In this annual sometime-around-Memorial-Day ritual, which we performed together for over 25 years, sometimes the expression on my mother’s face is apprehensive. She searches for the land mines of summer homes: leaks in the shingled roof; havoc wreaked by birds that came through the chimney and panicked themselves to death; an unlocked window and empty liquor cabinet, the debris left by some thirsty, basically harmless year-round resident.
Yet more often her brown face is filled with joyous anticipation and then relief as she opens doors and rediscovers the pleasures of her summer home.

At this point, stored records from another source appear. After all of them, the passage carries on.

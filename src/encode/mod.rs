//! Cell encoders.
//!
//! Every cell is described as a [`CellLayout`]: a start tag, up to three body
//! segments and an end tag. Writing the layout in one go and writing it piece
//! by piece through [`CellPieces`] produce the same bytes.

mod datetime;
mod element;
mod number;
mod pieces;
mod span;
mod text;

pub use element::{write_col_letter, CellRef};
pub use number::MAX_NUMBER_LEN;
pub use pieces::{CellPieces, PieceStage};
pub use text::MAX_ESCAPED_LEN;

pub(crate) use datetime::datetime_to_excel_serial;
pub(crate) use number::with_float_text;
pub(crate) use span::SpanWriter;

use crate::buffer::SpreadsheetBuffer;
use crate::types::{CellError, DataCell, Formula, StyleId};
use element::StartTag;

/// Upper bound on every part of a cell except its text payloads.
pub const MAX_FIXED_CELL_LEN: usize = 128;

/// Per-cell inputs that do not come from the cell itself.
#[derive(Debug, Clone, Copy, Default)]
pub struct EncodeContext {
    /// Set when cells must carry an `r` attribute.
    pub reference: Option<CellRef>,
    /// Fallback style for date-time values without one.
    pub date_style: Option<StyleId>,
}

#[derive(Debug, Clone, Copy, PartialEq)]
pub enum Scalar {
    Integer(i64),
    Float(f64),
    Boolean(bool),
    Error(CellError),
}

impl Scalar {
    #[inline(always)]
    fn with_text<R>(self, f: impl FnOnce(&[u8]) -> R) -> R {
        match self {
            Scalar::Integer(n) => f(itoa::Buffer::new().format(n).as_bytes()),
            Scalar::Float(n) => with_float_text(n, f),
            Scalar::Boolean(b) => f(if b { b"1" } else { b"0" }),
            Scalar::Error(e) => f(e.as_str().as_bytes()),
        }
    }

    fn len(self) -> usize {
        self.with_text(<[u8]>::len)
    }

    fn put(self, w: &mut SpanWriter) -> bool {
        self.with_text(|t| w.put(t))
    }
}

/// The closed set of value encodings, picked by the value's variant.
enum Strategy<'a> {
    Scalar {
        kind: Option<&'static [u8]>,
        value: Scalar,
    },
    Text(&'a str),
    Blank,
}

impl<'a> Strategy<'a> {
    fn of(value: &'a DataCell) -> Self {
        match value {
            DataCell::Integer(n) => Strategy::Scalar {
                kind: None,
                value: Scalar::Integer(*n),
            },
            DataCell::Number(n) if n.is_finite() => Strategy::Scalar {
                kind: None,
                value: Scalar::Float(*n),
            },
            DataCell::Number(_) => Strategy::Scalar {
                kind: Some(b"e"),
                value: Scalar::Error(CellError::Number),
            },
            DataCell::DateTime(dt) => Strategy::Scalar {
                kind: None,
                value: Scalar::Float(datetime_to_excel_serial(dt)),
            },
            DataCell::Boolean(b) => Strategy::Scalar {
                kind: Some(b"b"),
                value: Scalar::Boolean(*b),
            },
            DataCell::Error(e) => Strategy::Scalar {
                kind: Some(b"e"),
                value: Scalar::Error(*e),
            },
            DataCell::Text(s) => Strategy::Text(s),
            DataCell::Blank => Strategy::Blank,
        }
    }
}

#[derive(Debug, Clone, Copy)]
pub enum Segment<'a> {
    Escaped(&'a str),
    Literal(&'static [u8]),
    Scalar(Scalar),
}

impl Segment<'_> {
    fn estimated_len(self) -> usize {
        match self {
            Segment::Escaped(s) => text::estimated_len(s),
            // Covered by MAX_FIXED_CELL_LEN.
            Segment::Literal(_) | Segment::Scalar(_) => 0,
        }
    }

    fn len(self) -> usize {
        match self {
            Segment::Escaped(s) => text::escaped_len(s),
            Segment::Literal(l) => l.len(),
            Segment::Scalar(v) => v.len(),
        }
    }

    fn put(self, w: &mut SpanWriter) -> bool {
        match self {
            Segment::Escaped(s) => text::write_escaped(s, w),
            Segment::Literal(l) => w.put(l),
            Segment::Scalar(v) => v.put(w),
        }
    }
}

/// Outcome of an atomic cell write.
#[derive(Debug, Clone, Copy, PartialEq, Eq)]
pub enum Fit {
    Written,
    /// Did not fit the remaining space but fits an empty buffer.
    Retry,
    /// Larger than the whole buffer; must be written piece by piece.
    Oversized,
}

#[derive(Debug, Clone, Copy)]
pub struct CellLayout<'a> {
    start: StartTag,
    body: [Option<Segment<'a>>; 3],
    end: &'static [u8],
}

impl<'a> CellLayout<'a> {
    /// Plain or styled value cell.
    pub fn value(value: &'a DataCell, style: Option<StyleId>, ctx: &EncodeContext) -> Self {
        let style = style.or(date_style(Some(value), ctx));
        match Strategy::of(value) {
            Strategy::Scalar { kind, value } => Self {
                start: StartTag { reference: ctx.reference, style, kind, open: b"><v>" },
                body: [Some(Segment::Scalar(value)), None, None],
                end: b"</v></c>",
            },
            Strategy::Text(s) => Self {
                start: StartTag {
                    reference: ctx.reference,
                    style,
                    kind: Some(b"inlineStr"),
                    open: b"><is><t>",
                },
                body: [Some(Segment::Escaped(s)), None, None],
                end: b"</t></is></c>",
            },
            Strategy::Blank => Self {
                start: StartTag { reference: ctx.reference, style, kind: None, open: b"/>" },
                body: [None, None, None],
                end: b"",
            },
        }
    }

    /// Formula cell, followed by its cached value when there is one.
    pub fn formula(formula: &'a Formula, style: Option<StyleId>, ctx: &EncodeContext) -> Self {
        let cached = formula.cached.as_ref();
        let style = style.or(date_style(cached, ctx));
        let text = Segment::Escaped(&formula.text);
        let (kind, cached) = match cached.map(Strategy::of) {
            Some(Strategy::Scalar { kind, value }) => (kind, Some(Segment::Scalar(value))),
            Some(Strategy::Text(s)) => (Some(&b"str"[..]), Some(Segment::Escaped(s))),
            Some(Strategy::Blank) | None => (None, None),
        };
        let start = StartTag { reference: ctx.reference, style, kind, open: b"><f>" };

        match cached {
            Some(value) => Self {
                start,
                body: [Some(text), Some(Segment::Literal(b"</f><v>")), Some(value)],
                end: b"</v></c>",
            },
            None => Self {
                start,
                body: [Some(text), None, None],
                end: b"</f></c>",
            },
        }
    }

    /// Upper bound computed without scanning any text.
    pub fn estimated_len(&self) -> usize {
        MAX_FIXED_CELL_LEN + self.segments().map(Segment::estimated_len).sum::<usize>()
    }

    /// Exact number of bytes the cell encodes to.
    pub fn encoded_len(&self) -> usize {
        self.start.len() + self.segments().map(Segment::len).sum::<usize>() + self.end.len()
    }

    /// Writes the whole cell or nothing.
    ///
    /// Text is measured exactly only when the estimate does not fit; the
    /// write itself is a single pass either way.
    pub fn try_write(&self, buf: &mut SpreadsheetBuffer) -> Fit {
        let remaining = buf.remaining();
        if self.estimated_len() > remaining {
            let exact = self.encoded_len();
            if exact > remaining {
                return if exact > buf.capacity() {
                    Fit::Oversized
                } else {
                    Fit::Retry
                };
            }
        }

        if buf.try_put(|w| self.put(w)) {
            Fit::Written
        } else {
            Fit::Retry
        }
    }

    fn put(&self, w: &mut SpanWriter) -> bool {
        self.start.put(w) && self.segments().all(|segment| segment.put(w)) && w.put(self.end)
    }

    fn segments(&self) -> impl Iterator<Item = Segment<'a>> + '_ {
        self.body.iter().flatten().copied()
    }

    fn segment(&self, index: usize) -> Option<Segment<'a>> {
        self.body.get(index).copied().flatten()
    }
}

fn date_style(value: Option<&DataCell>, ctx: &EncodeContext) -> Option<StyleId> {
    match value {
        Some(DataCell::DateTime(_)) => ctx.date_style,
        _ => None,
    }
}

Each year in early spring my mother buys outdoor furniture to be shipped to the Vineyard house, left on the back porch by the UPS guy pending our arrival. And every year I argue that we have enough, don’t need it. Only recently have I come to understand this is her way of gently grooming, sprucing up, making sure the house can accommodate all of us, and more.
Then outside to the yard and gardens, to see what flowers have appeared, what bushes meticulously planted have disappeared, what unknown, perhaps unwanted but more likely welcomed species of flora or fauna has migrated to our yard from gardens unknown.
Outside the kitchen window is a tall tree with shiny reddish bark that my mother ordered from somewhere years ago and swears is a cherry tree, although we have yet to see a blossom or a hint of fruit. She stands with her hands on her hips, head tilted back, looking up. ”Where are my cherries?” she asks, shaking her head, and we both laugh.
Together, we raise windows, lower screens, sweep floors swept just before closing up yet each year miraculously coated with a thin blanket of sand, turn mattresses and make beds with sheets that smell sweetly of salt. As she gets older, my mother does less and I do more. Often, as the sun sinks down and the illuminated cross above the Methodist Tabernacle switches on, my mother sits in the wicker swing on the glass porch, sipping the summer’s first libation, as I finish washing the last of those little panes of glass. It is my mother who says, the sucker open and intact: ”Slow down, Jillo, you work too hard. You remind me of my mother. Relax.”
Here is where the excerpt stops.